CACTUS
Problem
Building a 360-degree view of a personalised health path requires the capability to ingest different sources of data, deal with missing data, use small data sets, and integrate continuous and categorical data in the same model to build continuous learning.

Solution
Internal functioning of CACTUS}.
Each continuous feature in the dataset is partitioned into flips representing high (_U) or low (_D). Otherwise, it is kept unaltered. The threshold to partition the continuous features is found using a receiver operating characteristic (ROC) curve. Two populations are required to build the ROC curve and find the most appropriate threshold to abstract the features. These are created by partitioning the available AMD classes (e.g., by considering the healthy individuals as one population and all the AMD groups as another) into two groups.

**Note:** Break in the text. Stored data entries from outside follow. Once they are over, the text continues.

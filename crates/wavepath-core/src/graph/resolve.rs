//! Query endpoints: anything resolvable to a vertex of a topology

use std::fmt;

use crate::error::{Result, WavepathError};
use crate::graph::types::VertexKey;
use crate::graph::Topology;

/// How a query endpoint names its vertex
#[derive(Debug, Clone, Copy, PartialEq, Eq, Hash)]
pub enum EndpointKind {
    /// A raw vertex id
    Id,
    /// A [`VertexRef`] handed out by a topology
    Vertex,
}

impl fmt::Display for EndpointKind {
    fn fmt(&self, f: &mut fmt::Formatter<'_>) -> fmt::Result {
        match self {
            EndpointKind::Id => write!(f, "id"),
            EndpointKind::Vertex => write!(f, "vertex"),
        }
    }
}

/// Handle to a vertex of one specific topology
#[derive(Debug, Clone, Copy, PartialEq, Eq, Hash)]
pub struct VertexRef {
    pub(crate) topology: u64,
    pub(crate) key: VertexKey,
}

impl VertexRef {
    pub fn key(&self) -> VertexKey {
        self.key
    }
}

/// Capability shared by every query endpoint
pub trait ResolveVertex {
    fn kind(&self) -> EndpointKind;

    /// Look the vertex up; queries never create vertices
    fn resolve(&self, topology: &Topology) -> Result<VertexKey>;
}

impl ResolveVertex for str {
    fn kind(&self) -> EndpointKind {
        EndpointKind::Id
    }

    fn resolve(&self, topology: &Topology) -> Result<VertexKey> {
        topology
            .key_of(self)
            .ok_or_else(|| WavepathError::vertex_not_found(self))
    }
}

impl ResolveVertex for String {
    fn kind(&self) -> EndpointKind {
        EndpointKind::Id
    }

    fn resolve(&self, topology: &Topology) -> Result<VertexKey> {
        self.as_str().resolve(topology)
    }
}

impl ResolveVertex for VertexRef {
    fn kind(&self) -> EndpointKind {
        EndpointKind::Vertex
    }

    fn resolve(&self, topology: &Topology) -> Result<VertexKey> {
        if self.topology != topology.instance_id() {
            return Err(WavepathError::ForeignVertex {
                id: format!("#{}", self.key.0),
            });
        }
        Ok(self.key)
    }
}

impl<T: ResolveVertex + ?Sized> ResolveVertex for &T {
    fn kind(&self) -> EndpointKind {
        (**self).kind()
    }

    fn resolve(&self, topology: &Topology) -> Result<VertexKey> {
        (**self).resolve(topology)
    }
}

/// An endpoint whose kind is only known at runtime
#[derive(Debug, Clone, PartialEq, Eq)]
pub enum Endpoint {
    Id(String),
    Vertex(VertexRef),
}

impl ResolveVertex for Endpoint {
    fn kind(&self) -> EndpointKind {
        match self {
            Endpoint::Id(_) => EndpointKind::Id,
            Endpoint::Vertex(_) => EndpointKind::Vertex,
        }
    }

    fn resolve(&self, topology: &Topology) -> Result<VertexKey> {
        match self {
            Endpoint::Id(id) => id.resolve(topology),
            Endpoint::Vertex(vertex) => vertex.resolve(topology),
        }
    }
}

impl From<&str> for Endpoint {
    fn from(id: &str) -> Self {
        Endpoint::Id(id.to_string())
    }
}

impl From<String> for Endpoint {
    fn from(id: String) -> Self {
        Endpoint::Id(id)
    }
}

impl From<VertexRef> for Endpoint {
    fn from(vertex: VertexRef) -> Self {
        Endpoint::Vertex(vertex)
    }
}

/// Resolve both query endpoints, rejecting mixed kinds before any lookup
pub(crate) fn resolve_pair<E: ResolveVertex>(
    topology: &Topology,
    from: &E,
    to: &E,
) -> Result<(VertexKey, VertexKey)> {
    if from.kind() != to.kind() {
        return Err(WavepathError::TypeMismatch {
            from: from.kind(),
            to: to.kind(),
        });
    }
    Ok((from.resolve(topology)?, to.resolve(topology)?))
}
/// Trace command execution with elapsed time since process start
///
/// Usage:
/// ```ignore
/// trace_command!(ctx.start, "load_topology");
/// ```
macro_rules! trace_command {
    ($start:expr, $label:expr) => {
        ::tracing::debug!(elapsed = ?$start.elapsed(), $label);
    };
}

pub(crate) use trace_command;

In previous versions, the user had to select a universal threshold to divide the classes, which required prior domain knowledge and multiple comparisons. Still, CACTUS has since been improved to select the most appropriate threshold for each feature, which is a more sensitive approach to consider the uniqueness of each feature in distinguishing between a particular set of classes. Discrete values allow building a knowledge graph representing each class by linking the elements by their conditional probability. The centralities computed on these represent a Significance profile. Thus, the classification process compares each individual against the available representations to assign the most similar one. The classification is then applied to all the available individuals to assess the performance. The significance of each flip in each class is analysed to identify the elements driving the classification and provide an explanation for the behaviour of the model.